B) About a week or 10 days ago, a distraught young woman comes into the embassy with her family. She's Hmong, speaks no English or Lao, so I get her story through one of our Hmong-speaking employees. She's married to an AMCIT, having gone to the States in 2003. 2 kids, 3 months and 16 months old. She and her husband returned to Laos to visit her sick father. Well, about 4 days into the trip, he took off with her passport and all her other documents and returned to the US. So she's stuck in Laos because the type of visa she went to the US on requires you to adjust your status with Immigration once you get there, which she never did, and her husband never did for her.

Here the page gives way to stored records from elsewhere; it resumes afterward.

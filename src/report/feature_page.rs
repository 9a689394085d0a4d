//! Detail page for a single feature.

use super::page;
use super::table;
use super::types::RenderContext;
use crate::fragment::{escape_html, escape_text};
use crate::stats::FeatureStats;
use crate::types::{Feature, Step, StepStatus};

/// Render the detail page of `feature`.
///
/// Statuses of the feature and its scenarios come from `stats`, which must
/// be the rollup of this same feature.
pub fn render_feature_page(feature: &Feature, stats: &FeatureStats, ctx: &RenderContext) -> String {
    let mut html = page::page_head(&page::plain_text(&feature.name));
    html.push_str(&page::body_header(ctx, "Feature Result", "Below are the results for this feature:", true));
    html.push_str("<div class=\"container_12\">\n<div class=\"grid_12\">\n<div style=\"color:black;\">\n");

    html.push_str(&feature.tags);
    html.push_str(&format!("<div class=\"{}\">{}</div>\n", stats.status.as_str(), feature.name));
    html.push_str(&feature.description);
    html.push('\n');

    for (scenario, status) in feature.scenarios.iter().zip(&stats.scenario_statuses) {
        html.push_str(&scenario.tags);
        html.push_str(&format!("<div class=\"{}\">{}</div>\n", status.as_str(), scenario.name));
        for step in &scenario.steps {
            html.push_str(&step_block(step));
        }
    }

    html.push_str("</div>\n<br/>\n<div class=\"grid_12 hr\"></div>\n<div>\n");
    html.push_str(&table::table_header());
    html.push_str(&table::feature_row(ctx, stats));
    html.push_str(table::table_footer());
    html.push_str("</div>\n</div>\n</div>\n");
    html.push_str(&page::footer(ctx));
    html
}

/// Status-tagged block for one step; failed steps carry their error message
fn step_block(step: &Step) -> String {
    let class = escape_html(step.status.as_str());
    if step.status == StepStatus::Failed {
        format!(
            "<div class=\"{}\">{}<div class=\"step-error-message\"><pre>{}</pre></div></div>\n",
            class,
            step.name,
            escape_text(&step.error_message)
        )
    } else {
        format!("<div class=\"{}\">{}</div>\n", class, step.name)
    }
}

#[cfg(test)]
mod tests {
    use super::*;

    fn step(status: &str, error: &str) -> Step {
        Step {
            name: "<span class=\"step-name\">x</span>".to_string(),
            status: StepStatus::from_raw(status),
            error_message: error.to_string(),
        }
    }

    #[test]
    fn test_failed_step_renders_error_block() {
        let html = step_block(&step("failed", "boom: a < b"));
        assert_eq!(
            html,
            "<div class=\"failed\"><span class=\"step-name\">x</span>\
             <div class=\"step-error-message\"><pre>boom: a &lt; b</pre></div></div>\n"
        );
    }

    #[test]
    fn test_error_message_keeps_quotes_and_apostrophes() {
        let message = "expected 423 but was 200 (can't \"log\" in)";
        let html = step_block(&step("failed", message));
        assert!(html.contains(&format!("<pre>{}</pre>", message)), "{}", html);
    }

    #[test]
    fn test_other_statuses_render_name_only() {
        for status in ["passed", "skipped", "undefined", "pending"] {
            let html = step_block(&step(status, "ignored"));
            assert_eq!(html, format!("<div class=\"{}\"><span class=\"step-name\">x</span></div>\n", status));
        }
    }
}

We're looking to see what we can do, but at this point, she's stuck in Laos. Anyway, she keeps saying, through an interpreter of course, that she's relying on me to get her back to her kids, and if she can't see them soon she might kill herself. I've advised against suicide, but other than that, there's not much I can do at the moment until we hear back from Immigration. It sucks.

What a week.

And it's still 9 days until Katherine comes back.


Friday, September 02, 2005

I'm a little bit country...

So, as a part of the ongoing celebration of 50 years of glorious relations between the USA and Laos, the Embassy brought in a real, authentic, American band to play a concert in Vientiane. Yes, boys and girls, the Jesse Dayton Band were here....LIVE!

It was actually pretty great. Last night they played to a select crowd of Vientiane movers and shakers at the Ambassador's house (a bit of MTV unplugged-style music I guess), then made their Vientiane debut tonight at the Don Chan Palace (pictures to come, but probably not until Tuesday, once I get back to work).

Last night they went out to the Win West bar after their gig at the Ambassador's (who knew there was a country/western bar in town (okay, I did, but I hadn't been there...and still haven't)). Anyway, they liked the bar band, and decided they should open up for them tonight. SO...there we all are at the convention center at the world famous Don Chan convention center and the lights go down. The Lao band comes out and starts playing....Desperado, by the Eagles. And if you closed your eyes, you might not have thought it was the Eagles, but it could have been Joe Cocker, which is strange when you open your eyes and see a Lao guy singing.

To complicate matters, there was an electric cord (y'all got that...CORD) snaking up to the front of the stage. So tons of Lao and Falang kids were running back and forth over the cord (yes, a raucous show, I know), so, in addition to enjoying the show, I also was in charge of making sure no kids unplugged the mixing board by tripping over the cord. All the while listening to a Lao band play Desperado. ROCK N' ROLL!!!!!!!!

But, all in all, the Jesse Dayton band was pretty damn good. I would say they remind me of Donny Osmond, in that they were a little bit country....and a little bit rock and roll. And, where else are you going to be able to spend a few hours listening to some good ol' American country music? I guess at the Win West bar from now on. Every night from 10:00 to 12:00.

Anyway, it's now 12:40 am, and I've got to psyche myself up for another 3 hours at the travel agent tomorrow. Not that I don't love our travel agent (he finds good fares after all), but I spent about 2 1/2 hours there last Saturday buying tickets for various trips, and I have to go back tomorrow for more. But it's all done with love, so I've got that going for me.